## SOURCE DATA

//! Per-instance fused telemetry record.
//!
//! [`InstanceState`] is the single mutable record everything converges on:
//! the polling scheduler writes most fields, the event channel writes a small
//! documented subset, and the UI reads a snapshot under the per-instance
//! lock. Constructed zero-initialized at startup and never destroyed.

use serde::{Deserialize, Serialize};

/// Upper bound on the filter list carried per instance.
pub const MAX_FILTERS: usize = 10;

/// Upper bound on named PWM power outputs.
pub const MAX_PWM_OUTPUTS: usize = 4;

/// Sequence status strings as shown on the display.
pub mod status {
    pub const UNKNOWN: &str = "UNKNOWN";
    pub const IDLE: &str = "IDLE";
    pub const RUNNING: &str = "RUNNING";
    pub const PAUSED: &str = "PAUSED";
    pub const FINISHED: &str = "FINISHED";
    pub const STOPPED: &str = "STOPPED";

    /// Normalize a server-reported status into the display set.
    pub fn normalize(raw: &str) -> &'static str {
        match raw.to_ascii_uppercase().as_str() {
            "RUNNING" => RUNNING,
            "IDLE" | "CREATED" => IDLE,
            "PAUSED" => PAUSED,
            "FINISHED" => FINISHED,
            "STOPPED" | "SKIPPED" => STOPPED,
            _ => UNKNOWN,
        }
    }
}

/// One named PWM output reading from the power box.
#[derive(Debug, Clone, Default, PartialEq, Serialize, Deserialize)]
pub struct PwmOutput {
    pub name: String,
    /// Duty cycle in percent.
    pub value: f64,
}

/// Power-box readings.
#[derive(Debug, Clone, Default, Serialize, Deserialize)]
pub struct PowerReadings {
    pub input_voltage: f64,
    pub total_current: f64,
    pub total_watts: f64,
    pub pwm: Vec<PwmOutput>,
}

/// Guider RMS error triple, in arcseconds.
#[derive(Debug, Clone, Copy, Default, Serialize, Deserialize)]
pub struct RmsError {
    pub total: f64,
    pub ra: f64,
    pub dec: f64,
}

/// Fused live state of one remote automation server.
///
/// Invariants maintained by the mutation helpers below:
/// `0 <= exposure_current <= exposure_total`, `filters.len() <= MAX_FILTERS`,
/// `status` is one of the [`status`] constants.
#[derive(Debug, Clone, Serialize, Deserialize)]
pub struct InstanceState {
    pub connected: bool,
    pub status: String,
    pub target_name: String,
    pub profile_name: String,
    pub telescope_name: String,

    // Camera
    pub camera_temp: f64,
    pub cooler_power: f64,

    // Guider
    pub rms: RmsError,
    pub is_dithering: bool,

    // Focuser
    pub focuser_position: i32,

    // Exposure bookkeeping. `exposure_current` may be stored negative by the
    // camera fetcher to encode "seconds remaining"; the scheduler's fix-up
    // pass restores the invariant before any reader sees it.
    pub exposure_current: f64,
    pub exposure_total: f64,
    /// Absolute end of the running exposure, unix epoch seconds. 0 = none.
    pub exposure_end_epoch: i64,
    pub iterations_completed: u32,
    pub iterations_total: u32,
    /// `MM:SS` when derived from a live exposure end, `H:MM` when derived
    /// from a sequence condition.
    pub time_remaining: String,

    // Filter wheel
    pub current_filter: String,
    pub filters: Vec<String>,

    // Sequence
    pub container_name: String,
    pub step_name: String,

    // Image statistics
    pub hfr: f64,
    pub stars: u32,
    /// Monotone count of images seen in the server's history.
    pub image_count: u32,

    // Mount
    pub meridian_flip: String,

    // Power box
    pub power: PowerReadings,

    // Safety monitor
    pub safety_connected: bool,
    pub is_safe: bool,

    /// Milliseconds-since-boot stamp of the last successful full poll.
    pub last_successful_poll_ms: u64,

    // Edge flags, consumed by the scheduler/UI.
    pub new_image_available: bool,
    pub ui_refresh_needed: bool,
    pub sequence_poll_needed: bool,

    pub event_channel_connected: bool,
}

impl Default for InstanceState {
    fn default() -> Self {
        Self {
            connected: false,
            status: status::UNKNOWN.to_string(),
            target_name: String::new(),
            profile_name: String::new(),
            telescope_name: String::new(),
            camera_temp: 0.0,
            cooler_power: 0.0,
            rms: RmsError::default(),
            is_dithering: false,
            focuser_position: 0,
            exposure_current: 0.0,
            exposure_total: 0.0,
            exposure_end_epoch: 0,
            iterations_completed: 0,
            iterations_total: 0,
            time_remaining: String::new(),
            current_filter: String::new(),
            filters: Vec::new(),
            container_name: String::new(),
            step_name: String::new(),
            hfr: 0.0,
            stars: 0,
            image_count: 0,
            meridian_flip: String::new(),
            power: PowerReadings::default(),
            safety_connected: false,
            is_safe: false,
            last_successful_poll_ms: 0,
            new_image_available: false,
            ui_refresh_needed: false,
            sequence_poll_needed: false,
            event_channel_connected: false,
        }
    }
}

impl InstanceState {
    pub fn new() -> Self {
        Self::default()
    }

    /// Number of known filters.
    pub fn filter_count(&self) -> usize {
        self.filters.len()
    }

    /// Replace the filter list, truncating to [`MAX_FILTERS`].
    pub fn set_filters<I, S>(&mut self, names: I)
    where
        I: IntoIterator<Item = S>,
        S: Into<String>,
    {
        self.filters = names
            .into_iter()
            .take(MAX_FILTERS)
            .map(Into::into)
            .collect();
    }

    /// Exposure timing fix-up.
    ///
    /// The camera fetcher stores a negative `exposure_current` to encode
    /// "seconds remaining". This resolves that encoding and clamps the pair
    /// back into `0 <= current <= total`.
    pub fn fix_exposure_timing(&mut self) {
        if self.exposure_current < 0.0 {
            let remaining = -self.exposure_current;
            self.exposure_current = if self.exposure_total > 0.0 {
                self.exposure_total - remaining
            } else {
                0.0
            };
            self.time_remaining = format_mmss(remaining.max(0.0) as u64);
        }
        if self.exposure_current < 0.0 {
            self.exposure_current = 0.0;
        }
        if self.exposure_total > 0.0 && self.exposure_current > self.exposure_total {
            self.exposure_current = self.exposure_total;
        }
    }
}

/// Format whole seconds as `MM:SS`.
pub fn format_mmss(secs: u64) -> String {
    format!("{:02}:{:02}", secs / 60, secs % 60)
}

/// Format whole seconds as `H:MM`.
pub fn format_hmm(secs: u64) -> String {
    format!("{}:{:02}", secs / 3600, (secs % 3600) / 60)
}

---

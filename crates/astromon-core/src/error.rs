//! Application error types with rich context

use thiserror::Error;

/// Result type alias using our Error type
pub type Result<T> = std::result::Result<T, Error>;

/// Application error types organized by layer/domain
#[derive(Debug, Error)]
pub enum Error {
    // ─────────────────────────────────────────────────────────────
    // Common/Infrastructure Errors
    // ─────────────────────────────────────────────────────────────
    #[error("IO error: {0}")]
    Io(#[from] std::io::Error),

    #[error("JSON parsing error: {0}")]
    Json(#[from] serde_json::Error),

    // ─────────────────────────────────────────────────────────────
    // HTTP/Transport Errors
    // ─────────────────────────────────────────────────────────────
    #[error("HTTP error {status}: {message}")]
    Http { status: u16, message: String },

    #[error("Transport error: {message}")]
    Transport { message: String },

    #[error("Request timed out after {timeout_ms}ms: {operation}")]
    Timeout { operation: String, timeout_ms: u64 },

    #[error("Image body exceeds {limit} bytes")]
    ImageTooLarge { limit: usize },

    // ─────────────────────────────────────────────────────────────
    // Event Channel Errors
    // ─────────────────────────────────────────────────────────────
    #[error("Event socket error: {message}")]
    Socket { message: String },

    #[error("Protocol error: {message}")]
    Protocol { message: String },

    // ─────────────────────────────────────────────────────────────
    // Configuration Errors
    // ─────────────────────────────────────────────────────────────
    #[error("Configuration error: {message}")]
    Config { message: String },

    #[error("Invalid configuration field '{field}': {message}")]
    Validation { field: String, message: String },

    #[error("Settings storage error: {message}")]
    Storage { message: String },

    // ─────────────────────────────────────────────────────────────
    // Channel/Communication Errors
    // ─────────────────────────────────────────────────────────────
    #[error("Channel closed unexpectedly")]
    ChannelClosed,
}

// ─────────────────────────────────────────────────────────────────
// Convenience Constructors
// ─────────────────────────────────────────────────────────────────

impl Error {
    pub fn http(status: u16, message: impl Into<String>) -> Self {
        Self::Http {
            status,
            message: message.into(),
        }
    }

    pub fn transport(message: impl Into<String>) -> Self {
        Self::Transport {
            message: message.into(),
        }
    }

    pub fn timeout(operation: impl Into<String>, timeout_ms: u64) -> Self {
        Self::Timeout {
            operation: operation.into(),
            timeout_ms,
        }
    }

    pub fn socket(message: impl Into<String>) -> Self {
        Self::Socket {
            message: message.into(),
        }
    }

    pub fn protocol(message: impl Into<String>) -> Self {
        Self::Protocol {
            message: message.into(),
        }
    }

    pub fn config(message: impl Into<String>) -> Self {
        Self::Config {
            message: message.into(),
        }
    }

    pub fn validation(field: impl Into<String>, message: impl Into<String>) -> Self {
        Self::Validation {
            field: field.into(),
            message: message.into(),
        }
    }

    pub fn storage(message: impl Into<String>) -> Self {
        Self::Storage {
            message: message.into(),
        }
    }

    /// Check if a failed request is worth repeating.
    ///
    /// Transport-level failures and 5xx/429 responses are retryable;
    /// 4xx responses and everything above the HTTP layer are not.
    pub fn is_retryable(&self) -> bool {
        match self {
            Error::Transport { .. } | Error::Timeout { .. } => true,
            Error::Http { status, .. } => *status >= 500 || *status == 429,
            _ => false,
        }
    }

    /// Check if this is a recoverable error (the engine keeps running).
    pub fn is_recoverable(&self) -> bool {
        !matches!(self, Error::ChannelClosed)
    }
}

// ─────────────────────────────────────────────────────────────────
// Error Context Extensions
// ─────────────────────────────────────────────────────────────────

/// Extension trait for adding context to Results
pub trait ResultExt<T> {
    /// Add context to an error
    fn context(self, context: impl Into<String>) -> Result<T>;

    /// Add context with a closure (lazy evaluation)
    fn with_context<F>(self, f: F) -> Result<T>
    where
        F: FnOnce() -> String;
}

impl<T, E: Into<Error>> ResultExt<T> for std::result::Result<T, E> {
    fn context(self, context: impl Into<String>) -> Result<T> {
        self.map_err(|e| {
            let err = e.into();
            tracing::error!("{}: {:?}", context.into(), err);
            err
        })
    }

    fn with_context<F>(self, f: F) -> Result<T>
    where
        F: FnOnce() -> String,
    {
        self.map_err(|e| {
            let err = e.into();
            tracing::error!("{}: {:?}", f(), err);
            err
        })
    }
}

## GOAL OF THE EXERCISE
From the data above, show each line that contains "negative".

## SOLUTION FOR THIS TASK
    // Exposure bookkeeping. `exposure_current` may be stored negative by the
    /// The camera fetcher stores a negative `exposure_current` to encode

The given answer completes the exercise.